In 2004, I began studying Mantic Arts and Path Dreaming with Liu Ming, founder of Da Yuan Circle and Five Branches University. The following year, I undertook an immersive study with Anglo-Buddhist elder Joanna Macy, whose work combines Tibetan Buddhism, living systems, and deep care for the natural world. Shortly after, I enrolled in Acupuncture and Integrative College, Berkeley to engage the medical aspects of Chinese cosmology.
I began to apply my study of the Chinese almanac clinically by inviting people to notice and participate in alignment with cyclical time through common-sense ancestral practices. I have loved practicing orthopedic medicine with Olympic and collegiate athletes at the University of California, Berkeley, as well as internal medicine at the Acupuncture and Integrative Medicine College, Berkeley. I also interned with Dr. Robert Levine and Dr. Kalsang Wangyal, whose expertise showed me the reaches of East Asian medicine.

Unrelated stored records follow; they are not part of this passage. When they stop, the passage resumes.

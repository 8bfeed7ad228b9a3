use certpilot_core::now;
use serde::{Deserialize, Serialize};
use std::collections::HashMap;
use std::sync::Arc;
use tracing::info;

use crate::cloud::CloudVendor;
use crate::engine::{CertificateEngine, CloudSyncOutcome, Dispatched};
use crate::errors::{CertificateError, CloudCaError};
use crate::ledger;
use crate::models::*;
use crate::x509::issued_certificate;

const DEFAULT_RENEW_DAYS_BEFORE: i32 = 30;
const MANUAL_CA: &str = "manual";

#[derive(Debug, Clone, Serialize, Deserialize)]
pub struct CreateCertificateRequest {
    /// Defaults to the domain
    #[serde(default)]
    pub name: String,
    pub domain: String,
    #[serde(default)]
    pub san_domains: Vec<String>,
    pub source_type: SourceType,
    /// ACME CA name, or the cloud vendor for cloud certificates
    pub ca_provider: Option<String>,
    pub key_algorithm: Option<KeyAlgorithm>,
    pub dns_provider_id: Option<i32>,
    pub acme_email: Option<String>,
    pub cloud_account_id: Option<i32>,
    pub auto_renew: Option<bool>,
    pub renew_days_before: Option<i32>,
}

#[derive(Clone, Serialize, Deserialize)]
pub struct ImportCertificateRequest {
    pub name: Option<String>,
    pub certificate_pem: String,
    pub private_key_pem: String,
    /// Intermediates, when not already bundled after the leaf
    pub chain_pem: Option<String>,
    pub renew_days_before: Option<i32>,
}

impl std::fmt::Debug for ImportCertificateRequest {
    fn fmt(&self, f: &mut std::fmt::Formatter<'_>) -> std::fmt::Result {
        f.debug_struct("ImportCertificateRequest")
            .field("name", &self.name)
            .field("private_key_pem", &"<redacted>")
            .finish_non_exhaustive()
    }
}

/// Decrypted certificate bundle
#[derive(Clone, Serialize)]
pub struct CertificateContent {
    pub certificate_pem: String,
    pub private_key_pem: String,
    pub chain_pem: Option<String>,
}

#[derive(Debug, Clone, Default, PartialEq, Eq, Serialize)]
pub struct CertificateStats {
    pub total: u64,
    pub by_status: HashMap<String, u64>,
}

/// A created certificate and the issue worker started for it
pub struct CreatedCertificate {
    pub certificate: Certificate,
    pub issue: Dispatched,
}

pub struct CertificateService {
    engine: Arc<CertificateEngine>,
}

impl CertificateService {
    pub fn new(engine: Arc<CertificateEngine>) -> Self {
        Self { engine }
    }

    /// Stores a pending certificate and starts issuing it in the background.
    pub async fn create_certificate(
        &self,
        request: CreateCertificateRequest,
    ) -> Result<CreatedCertificate, CertificateError> {
        let domain = normalize_domain(&request.domain);
        if domain.is_empty() {
            return Err(CertificateError::Validation("domain is required".to_string()));
        }
        let san_domains = normalize_sans(&domain, &request.san_domains);
        let renew_days_before = validate_renew_days(request.renew_days_before)?;
        let name = match request.name.trim() {
            "" => domain.clone(),
            name => name.to_string(),
        };

        let new = match request.source_type {
            SourceType::Acme => {
                let provider_id = request.dns_provider_id.ok_or_else(|| {
                    CertificateError::Validation(
                        "dns provider is required for ACME certificates".to_string(),
                    )
                })?;
                // Fails for missing or disabled providers
                self.engine.dns().challenge_provider(provider_id).await?;
                let email = self.resolve_email(request.acme_email.as_deref())?;
                let ca = CaProvider::resolve(request.ca_provider.as_deref().unwrap_or_default());

                NewCertificate {
                    name,
                    domain,
                    san_domains,
                    source_type: SourceType::Acme,
                    ca_provider: ca.to_string(),
                    key_algorithm: request.key_algorithm.unwrap_or(KeyAlgorithm::Rsa2048),
                    dns_provider_id: Some(provider_id),
                    acme_email: Some(email),
                    cloud_account_id: None,
                    status: CertificateStatus::Pending,
                    auto_renew: request.auto_renew.unwrap_or(true),
                    renew_days_before,
                }
            }
            SourceType::Cloud => {
                let account_id = request.cloud_account_id.ok_or_else(|| {
                    CertificateError::Validation(
                        "cloud account is required for cloud certificates".to_string(),
                    )
                })?;
                let account = self.engine.cloud().account(account_id).await?;
                if let Some(requested) = request.ca_provider.as_deref().filter(|v| !v.is_empty()) {
                    let vendor: CloudVendor = requested.parse()?;
                    if vendor != account.vendor {
                        return Err(CertificateError::Validation(format!(
                            "cloud account {} belongs to {}, not {}",
                            account.id, account.vendor, vendor
                        )));
                    }
                }

                NewCertificate {
                    name,
                    domain,
                    san_domains,
                    source_type: SourceType::Cloud,
                    ca_provider: account.vendor.to_string(),
                    key_algorithm: request.key_algorithm.unwrap_or(KeyAlgorithm::Ec256),
                    dns_provider_id: request.dns_provider_id,
                    acme_email: None,
                    cloud_account_id: Some(account.id),
                    status: CertificateStatus::Pending,
                    auto_renew: request.auto_renew.unwrap_or(true),
                    renew_days_before,
                }
            }
            SourceType::Manual => {
                return Err(CertificateError::Validation(
                    "manual certificates are imported, not created".to_string(),
                ))
            }
        };

        let certificate = self.engine.certificates().create(new).await?;
        info!(
            "Created {} certificate {} for {}",
            certificate.source_type, certificate.id, certificate.domain
        );

        let issue = match certificate.source_type {
            SourceType::Cloud => {
                self.engine
                    .dispatch_cloud_issue(&certificate, TriggerType::Manual)
                    .await?
            }
            _ => {
                self.engine
                    .dispatch_acme(&certificate, TaskType::Issue, TriggerType::Manual)
                    .await?
            }
        };
        Ok(CreatedCertificate { certificate, issue })
    }

    fn resolve_email(&self, requested: Option<&str>) -> Result<String, CertificateError> {
        requested
            .map(str::trim)
            .filter(|e| !e.is_empty())
            .or(self.engine.settings().acme_email.as_deref())
            .map(str::to_string)
            .ok_or_else(|| {
                CertificateError::Validation(
                    "ACME email is required: set one on the certificate or in the configuration"
                        .to_string(),
                )
            })
    }

    /// Stores externally issued material. The status follows from expiry.
    pub async fn import_certificate(
        &self,
        request: ImportCertificateRequest,
    ) -> Result<Certificate, CertificateError> {
        if !request.private_key_pem.contains("PRIVATE KEY") {
            return Err(CertificateError::Validation(
                "private key must be PEM encoded".to_string(),
            ));
        }
        let renew_days_before = validate_renew_days(request.renew_days_before)?;

        let mut bundle = request.certificate_pem.trim().to_string();
        if let Some(chain) = request.chain_pem.as_deref().map(str::trim) {
            if !chain.is_empty() && !bundle.contains(chain) {
                bundle.push('\n');
                bundle.push_str(chain);
            }
        }
        bundle.push('\n');
        let issued = issued_certificate(bundle, request.private_key_pem)?;

        let domain = issued.details.dns_names.first().cloned().ok_or_else(|| {
            CertificateError::Validation("certificate has no DNS names".to_string())
        })?;
        let san_domains = normalize_sans(&domain, &issued.details.dns_names);
        let status = ledger::status_from_expiry(issued.details.not_after, renew_days_before, now());

        let certificate = self
            .engine
            .certificates()
            .create(NewCertificate {
                name: request
                    .name
                    .filter(|n| !n.trim().is_empty())
                    .unwrap_or_else(|| domain.clone()),
                domain,
                san_domains,
                source_type: SourceType::Manual,
                ca_provider: MANUAL_CA.to_string(),
                key_algorithm: KeyAlgorithm::default(),
                dns_provider_id: None,
                acme_email: None,
                cloud_account_id: None,
                status,
                auto_renew: false,
                renew_days_before,
            })
            .await?;

        let certificates = self.engine.certificates();
        certificates.update_material(certificate.id, &issued).await?;
        if status != CertificateStatus::Active {
            certificates.update_status(certificate.id, status, None).await?;
        }
        info!(
            "Imported certificate {} for {} ({})",
            certificate.id, certificate.domain, status
        );
        self.engine.load_certificate(certificate.id).await
    }

    pub async fn get_certificate(&self, id: i32) -> Result<Certificate, CertificateError> {
        self.engine.load_certificate(id).await
    }

    pub async fn list_certificates(
        &self,
        filter: &CertificateFilter,
    ) -> Result<Page<Certificate>, CertificateError> {
        Ok(self.engine.certificates().list(filter).await?)
    }

    pub async fn update_certificate(
        &self,
        id: i32,
        update: CertificateUpdate,
    ) -> Result<Certificate, CertificateError> {
        if update.name.as_deref().is_some_and(|n| n.trim().is_empty()) {
            return Err(CertificateError::Validation("name cannot be empty".to_string()));
        }
        if let Some(days) = update.renew_days_before {
            validate_renew_days(Some(days))?;
        }
        if let Some(provider_id) = update.dns_provider_id {
            self.engine.dns().challenge_provider(provider_id).await?;
        }
        Ok(self.engine.certificates().update(id, update).await?)
    }

    /// Refused while the certificate has a pending or running task.
    pub async fn delete_certificate(&self, id: i32) -> Result<(), CertificateError> {
        let certificate = self.engine.load_certificate(id).await?;
        if self.engine.tasks().has_in_flight(id).await? {
            return Err(CertificateError::ConcurrencyConflict(format!(
                "certificate {} has a task in progress",
                id
            )));
        }

        let deploy_configs = self.engine.deploy_configs();
        for config in deploy_configs.list_by_certificate(id).await? {
            deploy_configs.delete(config.id).await?;
        }
        self.engine.certificates().delete(id).await?;
        info!("Deleted certificate {} ({})", id, certificate.domain);
        Ok(())
    }

    /// Starts a manual renewal through the same claim as the scheduler.
    pub async fn renew_certificate(&self, id: i32) -> Result<Dispatched, CertificateError> {
        let certificate = self.engine.load_certificate(id).await?;
        self.engine
            .dispatch_acme(&certificate, TaskType::Renew, TriggerType::Manual)
            .await
    }

    /// Checks a pending cloud certificate with its vendor right away.
    pub async fn sync_cloud_certificate(&self, id: i32) -> Result<Certificate, CertificateError> {
        let certificate = self.engine.load_certificate(id).await?;
        if certificate.source_type != SourceType::Cloud {
            return Err(CertificateError::Validation(
                "only cloud certificates can be synced".to_string(),
            ));
        }
        if certificate.status != CertificateStatus::Pending {
            return Err(CertificateError::Validation(
                "certificate is not in pending status".to_string(),
            ));
        }

        match self.engine.sync_cloud_certificate(&certificate).await? {
            CloudSyncOutcome::Issued => self.engine.load_certificate(id).await,
            CloudSyncOutcome::Pending(message) => Err(CertificateError::Validation(format!(
                "certificate is still pending: {}",
                message
            ))),
            CloudSyncOutcome::Failed(message) => Err(CloudCaError::Api(format!(
                "certificate issuance failed: {}",
                message
            ))
            .into()),
        }
    }

    pub async fn get_certificate_content(
        &self,
        id: i32,
    ) -> Result<CertificateContent, CertificateError> {
        let certificate = self.engine.load_certificate(id).await?;
        let material = certificate.material().ok_or_else(|| {
            CertificateError::Validation("certificate has not been issued yet".to_string())
        })?;
        Ok(CertificateContent {
            certificate_pem: material.certificate_pem,
            private_key_pem: material.private_key_pem,
            chain_pem: material.chain_pem,
        })
    }

    pub async fn certificate_stats(&self) -> Result<CertificateStats, CertificateError> {
        let by_status = self.engine.certificates().count_by_status().await?;
        Ok(CertificateStats {
            total: by_status.values().sum(),
            by_status,
        })
    }
}

fn normalize_domain(domain: &str) -> String {
    domain.trim().trim_end_matches('.').to_lowercase()
}

/// Lowercased SANs without blanks, duplicates or the primary domain
fn normalize_sans(domain: &str, sans: &[String]) -> Vec<String> {
    let mut out: Vec<String> = Vec::new();
    for san in sans.iter().map(|s| normalize_domain(s)) {
        if !san.is_empty() && san != domain && !out.contains(&san) {
            out.push(san);
        }
    }
    out
}

fn validate_renew_days(days: Option<i32>) -> Result<i32, CertificateError> {
    let days = days.unwrap_or(DEFAULT_RENEW_DAYS_BEFORE);
    if !(1..=365).contains(&days) {
        return Err(CertificateError::Validation(format!(
            "renew_days_before must be between 1 and 365, got {}",
            days
        )));
    }
    Ok(days)
}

As part of my broader practice, I’ve edited projects for Joanna Macy and Liu Ming’s Da Yuan Circle (The Butterfly Book), and have served as a reader and informal editor for several best-selling authors.
My life blends literary, medical, visual, and performance arts. Currently, my focus is geomancy, or working with the Earth in the style of my stone-age ancestors. My practice is highly intuitive with a strong foundation in Chinese and Gaelic cosmologies. I believe in building robust contexts in which human and ecological bodies balance themselves. Integrity with environment, community, and cyclical time invites mutual flourishing. Personal and ecological health emerge from a web of loving relationships. I stand with people they find their place.